- _What to produce_
Return exactly the lines of the records below, starting at the line that contains "readme HTML sanitizer" and ending at the line that contains "pub fn rate_limit_state(&self)", with both of those lines kept.

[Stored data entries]
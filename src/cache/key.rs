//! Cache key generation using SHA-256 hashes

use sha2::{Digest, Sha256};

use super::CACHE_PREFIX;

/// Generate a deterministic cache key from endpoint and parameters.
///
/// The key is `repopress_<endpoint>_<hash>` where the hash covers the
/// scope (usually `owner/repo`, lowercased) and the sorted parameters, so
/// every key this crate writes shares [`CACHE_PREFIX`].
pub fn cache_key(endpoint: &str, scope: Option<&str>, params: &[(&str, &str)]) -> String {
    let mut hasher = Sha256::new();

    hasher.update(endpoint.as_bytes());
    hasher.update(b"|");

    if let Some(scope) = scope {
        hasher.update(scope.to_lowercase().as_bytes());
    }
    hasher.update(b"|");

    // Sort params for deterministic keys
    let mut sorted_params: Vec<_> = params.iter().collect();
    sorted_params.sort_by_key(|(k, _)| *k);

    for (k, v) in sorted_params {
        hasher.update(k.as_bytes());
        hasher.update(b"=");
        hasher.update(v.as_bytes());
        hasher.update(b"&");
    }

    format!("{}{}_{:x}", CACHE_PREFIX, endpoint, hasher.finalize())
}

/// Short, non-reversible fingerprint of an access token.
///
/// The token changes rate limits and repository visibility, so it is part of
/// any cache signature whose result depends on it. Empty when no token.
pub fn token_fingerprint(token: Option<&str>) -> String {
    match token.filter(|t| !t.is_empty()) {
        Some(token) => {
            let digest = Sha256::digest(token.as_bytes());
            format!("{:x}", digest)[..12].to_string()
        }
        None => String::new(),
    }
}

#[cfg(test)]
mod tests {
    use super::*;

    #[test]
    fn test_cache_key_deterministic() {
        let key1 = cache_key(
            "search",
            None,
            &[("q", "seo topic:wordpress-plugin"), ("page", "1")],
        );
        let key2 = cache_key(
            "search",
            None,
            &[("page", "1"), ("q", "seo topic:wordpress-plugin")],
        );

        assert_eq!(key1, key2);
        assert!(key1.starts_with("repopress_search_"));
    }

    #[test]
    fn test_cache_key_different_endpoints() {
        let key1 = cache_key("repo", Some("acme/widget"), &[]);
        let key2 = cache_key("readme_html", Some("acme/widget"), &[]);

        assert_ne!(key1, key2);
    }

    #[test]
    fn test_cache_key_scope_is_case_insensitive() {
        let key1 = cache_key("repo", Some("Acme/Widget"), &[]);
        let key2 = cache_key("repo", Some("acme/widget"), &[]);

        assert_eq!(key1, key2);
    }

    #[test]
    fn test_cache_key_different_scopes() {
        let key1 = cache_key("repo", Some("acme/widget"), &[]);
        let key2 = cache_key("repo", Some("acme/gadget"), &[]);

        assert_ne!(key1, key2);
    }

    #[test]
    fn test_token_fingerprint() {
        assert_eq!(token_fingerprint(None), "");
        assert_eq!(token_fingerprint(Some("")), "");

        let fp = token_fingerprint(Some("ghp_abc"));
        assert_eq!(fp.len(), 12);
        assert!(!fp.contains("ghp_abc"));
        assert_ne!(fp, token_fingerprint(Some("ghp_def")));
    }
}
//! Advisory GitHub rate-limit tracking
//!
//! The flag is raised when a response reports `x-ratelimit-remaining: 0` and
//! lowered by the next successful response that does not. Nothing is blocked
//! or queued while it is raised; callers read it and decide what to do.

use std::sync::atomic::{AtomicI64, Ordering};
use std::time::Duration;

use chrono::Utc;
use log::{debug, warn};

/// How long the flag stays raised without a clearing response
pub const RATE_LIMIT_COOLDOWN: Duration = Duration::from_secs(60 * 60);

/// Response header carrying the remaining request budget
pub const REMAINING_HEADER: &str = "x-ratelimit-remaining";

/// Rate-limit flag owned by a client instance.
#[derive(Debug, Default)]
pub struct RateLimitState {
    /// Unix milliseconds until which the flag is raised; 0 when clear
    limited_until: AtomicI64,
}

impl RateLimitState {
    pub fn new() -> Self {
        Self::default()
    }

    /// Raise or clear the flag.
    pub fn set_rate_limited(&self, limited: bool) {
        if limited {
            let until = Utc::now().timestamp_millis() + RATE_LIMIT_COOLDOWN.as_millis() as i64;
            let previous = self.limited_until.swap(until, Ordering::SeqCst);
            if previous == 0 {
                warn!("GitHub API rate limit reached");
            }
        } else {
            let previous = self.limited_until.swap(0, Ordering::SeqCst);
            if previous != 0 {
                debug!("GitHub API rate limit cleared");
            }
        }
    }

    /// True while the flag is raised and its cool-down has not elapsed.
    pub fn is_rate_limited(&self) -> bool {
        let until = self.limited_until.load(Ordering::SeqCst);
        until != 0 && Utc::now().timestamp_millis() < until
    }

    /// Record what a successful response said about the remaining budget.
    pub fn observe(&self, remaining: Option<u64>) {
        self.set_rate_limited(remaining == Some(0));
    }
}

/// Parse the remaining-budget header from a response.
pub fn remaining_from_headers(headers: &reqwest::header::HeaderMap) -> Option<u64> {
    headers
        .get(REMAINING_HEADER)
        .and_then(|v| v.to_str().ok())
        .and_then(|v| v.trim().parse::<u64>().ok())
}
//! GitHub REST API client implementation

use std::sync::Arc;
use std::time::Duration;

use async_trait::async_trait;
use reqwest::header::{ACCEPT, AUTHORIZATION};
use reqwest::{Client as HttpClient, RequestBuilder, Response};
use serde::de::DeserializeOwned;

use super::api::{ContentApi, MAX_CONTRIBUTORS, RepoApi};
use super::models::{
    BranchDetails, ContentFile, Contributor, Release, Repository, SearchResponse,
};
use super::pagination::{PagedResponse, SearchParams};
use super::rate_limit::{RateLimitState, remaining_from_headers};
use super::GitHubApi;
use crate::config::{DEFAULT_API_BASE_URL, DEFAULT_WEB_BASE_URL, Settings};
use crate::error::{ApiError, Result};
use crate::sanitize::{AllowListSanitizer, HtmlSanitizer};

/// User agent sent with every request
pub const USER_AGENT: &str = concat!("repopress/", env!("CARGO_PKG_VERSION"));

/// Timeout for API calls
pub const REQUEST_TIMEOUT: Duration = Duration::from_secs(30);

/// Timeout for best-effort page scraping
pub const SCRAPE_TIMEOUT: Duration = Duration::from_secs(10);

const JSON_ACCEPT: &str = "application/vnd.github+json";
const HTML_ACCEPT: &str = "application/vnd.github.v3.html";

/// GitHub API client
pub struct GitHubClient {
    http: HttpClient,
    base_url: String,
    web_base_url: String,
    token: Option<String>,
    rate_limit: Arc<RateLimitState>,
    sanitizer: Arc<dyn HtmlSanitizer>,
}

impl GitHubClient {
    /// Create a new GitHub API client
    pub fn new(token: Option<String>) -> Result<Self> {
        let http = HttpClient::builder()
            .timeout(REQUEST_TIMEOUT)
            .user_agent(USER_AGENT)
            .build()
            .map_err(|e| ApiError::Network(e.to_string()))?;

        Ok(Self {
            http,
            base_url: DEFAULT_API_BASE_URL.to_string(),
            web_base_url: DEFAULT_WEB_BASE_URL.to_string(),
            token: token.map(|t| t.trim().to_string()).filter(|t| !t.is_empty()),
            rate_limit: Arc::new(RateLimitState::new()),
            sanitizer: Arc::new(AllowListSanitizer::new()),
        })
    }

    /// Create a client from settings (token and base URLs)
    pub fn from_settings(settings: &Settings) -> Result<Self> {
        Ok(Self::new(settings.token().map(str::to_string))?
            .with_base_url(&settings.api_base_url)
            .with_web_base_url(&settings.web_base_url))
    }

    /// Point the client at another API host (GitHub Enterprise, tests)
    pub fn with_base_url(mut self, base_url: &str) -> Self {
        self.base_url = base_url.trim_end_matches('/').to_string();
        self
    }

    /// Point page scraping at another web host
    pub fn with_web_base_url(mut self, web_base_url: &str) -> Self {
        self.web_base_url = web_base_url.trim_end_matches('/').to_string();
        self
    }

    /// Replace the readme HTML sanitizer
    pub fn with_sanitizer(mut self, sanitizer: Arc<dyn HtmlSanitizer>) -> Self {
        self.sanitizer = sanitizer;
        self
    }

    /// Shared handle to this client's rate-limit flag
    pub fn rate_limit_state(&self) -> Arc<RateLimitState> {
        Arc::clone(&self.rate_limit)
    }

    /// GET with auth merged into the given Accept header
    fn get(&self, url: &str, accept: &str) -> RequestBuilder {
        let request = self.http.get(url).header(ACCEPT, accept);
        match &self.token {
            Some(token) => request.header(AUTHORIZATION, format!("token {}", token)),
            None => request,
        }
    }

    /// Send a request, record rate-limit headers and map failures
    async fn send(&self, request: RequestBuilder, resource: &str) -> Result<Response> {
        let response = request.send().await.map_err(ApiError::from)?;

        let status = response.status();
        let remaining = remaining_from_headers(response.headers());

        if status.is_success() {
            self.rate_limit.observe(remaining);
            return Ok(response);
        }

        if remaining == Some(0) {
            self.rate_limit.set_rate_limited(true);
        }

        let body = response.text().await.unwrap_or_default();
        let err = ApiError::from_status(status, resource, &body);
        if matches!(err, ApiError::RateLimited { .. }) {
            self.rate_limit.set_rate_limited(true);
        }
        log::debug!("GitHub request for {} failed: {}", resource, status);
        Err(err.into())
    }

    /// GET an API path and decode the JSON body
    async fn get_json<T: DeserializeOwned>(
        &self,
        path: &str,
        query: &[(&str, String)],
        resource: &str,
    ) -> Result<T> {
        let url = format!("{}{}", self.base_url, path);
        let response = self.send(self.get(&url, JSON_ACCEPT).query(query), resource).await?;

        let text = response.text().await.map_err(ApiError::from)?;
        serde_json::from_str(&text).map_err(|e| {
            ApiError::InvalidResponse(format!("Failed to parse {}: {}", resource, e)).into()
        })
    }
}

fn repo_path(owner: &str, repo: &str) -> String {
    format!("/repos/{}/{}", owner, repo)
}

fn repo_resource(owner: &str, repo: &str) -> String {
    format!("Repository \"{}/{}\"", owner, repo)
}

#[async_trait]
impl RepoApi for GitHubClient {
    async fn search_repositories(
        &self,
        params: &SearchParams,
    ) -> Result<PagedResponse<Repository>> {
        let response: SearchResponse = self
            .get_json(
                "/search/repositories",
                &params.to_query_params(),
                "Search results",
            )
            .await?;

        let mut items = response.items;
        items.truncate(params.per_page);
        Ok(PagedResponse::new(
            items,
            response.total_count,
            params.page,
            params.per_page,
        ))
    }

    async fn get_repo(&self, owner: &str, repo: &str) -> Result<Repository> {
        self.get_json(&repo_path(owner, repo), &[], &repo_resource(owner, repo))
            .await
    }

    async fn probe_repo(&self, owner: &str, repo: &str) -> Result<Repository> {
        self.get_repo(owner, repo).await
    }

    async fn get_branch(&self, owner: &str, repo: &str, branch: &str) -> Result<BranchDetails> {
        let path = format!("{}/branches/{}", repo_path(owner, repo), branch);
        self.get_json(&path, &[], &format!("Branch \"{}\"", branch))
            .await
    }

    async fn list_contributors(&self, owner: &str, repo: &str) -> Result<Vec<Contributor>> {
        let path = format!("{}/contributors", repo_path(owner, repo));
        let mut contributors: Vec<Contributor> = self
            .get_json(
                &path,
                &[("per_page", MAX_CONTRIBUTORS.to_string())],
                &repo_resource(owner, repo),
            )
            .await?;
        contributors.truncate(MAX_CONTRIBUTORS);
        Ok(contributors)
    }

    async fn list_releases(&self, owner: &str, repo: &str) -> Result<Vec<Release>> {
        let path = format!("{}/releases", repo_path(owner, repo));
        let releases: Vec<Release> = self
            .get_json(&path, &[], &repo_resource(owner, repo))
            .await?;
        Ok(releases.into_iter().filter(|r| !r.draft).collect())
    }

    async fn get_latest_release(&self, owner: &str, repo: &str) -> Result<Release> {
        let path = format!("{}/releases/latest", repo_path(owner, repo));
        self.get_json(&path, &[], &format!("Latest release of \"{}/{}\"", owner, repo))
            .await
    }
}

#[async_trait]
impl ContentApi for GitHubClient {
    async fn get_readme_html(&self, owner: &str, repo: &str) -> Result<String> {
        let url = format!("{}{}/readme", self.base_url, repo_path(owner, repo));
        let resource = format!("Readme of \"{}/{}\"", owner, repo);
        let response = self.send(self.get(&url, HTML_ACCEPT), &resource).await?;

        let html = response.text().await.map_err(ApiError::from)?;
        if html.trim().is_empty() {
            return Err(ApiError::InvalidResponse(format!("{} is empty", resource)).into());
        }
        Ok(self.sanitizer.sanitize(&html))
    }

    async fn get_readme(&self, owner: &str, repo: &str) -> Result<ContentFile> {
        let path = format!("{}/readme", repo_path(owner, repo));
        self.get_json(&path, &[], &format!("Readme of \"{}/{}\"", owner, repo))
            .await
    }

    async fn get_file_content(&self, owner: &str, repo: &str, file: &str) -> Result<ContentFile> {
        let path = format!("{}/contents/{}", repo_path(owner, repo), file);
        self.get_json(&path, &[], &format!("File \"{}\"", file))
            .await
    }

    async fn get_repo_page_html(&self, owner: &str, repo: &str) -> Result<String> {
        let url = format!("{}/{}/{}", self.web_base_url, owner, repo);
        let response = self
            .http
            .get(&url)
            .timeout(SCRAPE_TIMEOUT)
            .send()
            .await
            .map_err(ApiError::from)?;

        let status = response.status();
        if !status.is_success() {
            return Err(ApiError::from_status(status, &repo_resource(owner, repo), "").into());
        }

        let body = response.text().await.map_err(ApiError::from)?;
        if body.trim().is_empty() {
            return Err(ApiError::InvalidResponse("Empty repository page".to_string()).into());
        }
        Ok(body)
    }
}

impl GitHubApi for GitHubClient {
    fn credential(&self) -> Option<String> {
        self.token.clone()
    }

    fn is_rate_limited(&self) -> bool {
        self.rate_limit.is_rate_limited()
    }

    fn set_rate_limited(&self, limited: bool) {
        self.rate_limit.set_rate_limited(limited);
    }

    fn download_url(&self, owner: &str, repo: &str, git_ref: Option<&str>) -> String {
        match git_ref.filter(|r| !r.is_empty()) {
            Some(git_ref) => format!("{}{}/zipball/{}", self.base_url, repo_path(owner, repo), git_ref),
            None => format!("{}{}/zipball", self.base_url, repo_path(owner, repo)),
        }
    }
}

- _Answer for this exercise_
    /// Replace the readme HTML sanitizer
    pub fn with_sanitizer(mut self, sanitizer: Arc<dyn HtmlSanitizer>) -> Self {
        self.sanitizer = sanitizer;
        self
    }

    /// Shared handle to this client's rate-limit flag
    pub fn rate_limit_state(&self) -> Arc<RateLimitState> {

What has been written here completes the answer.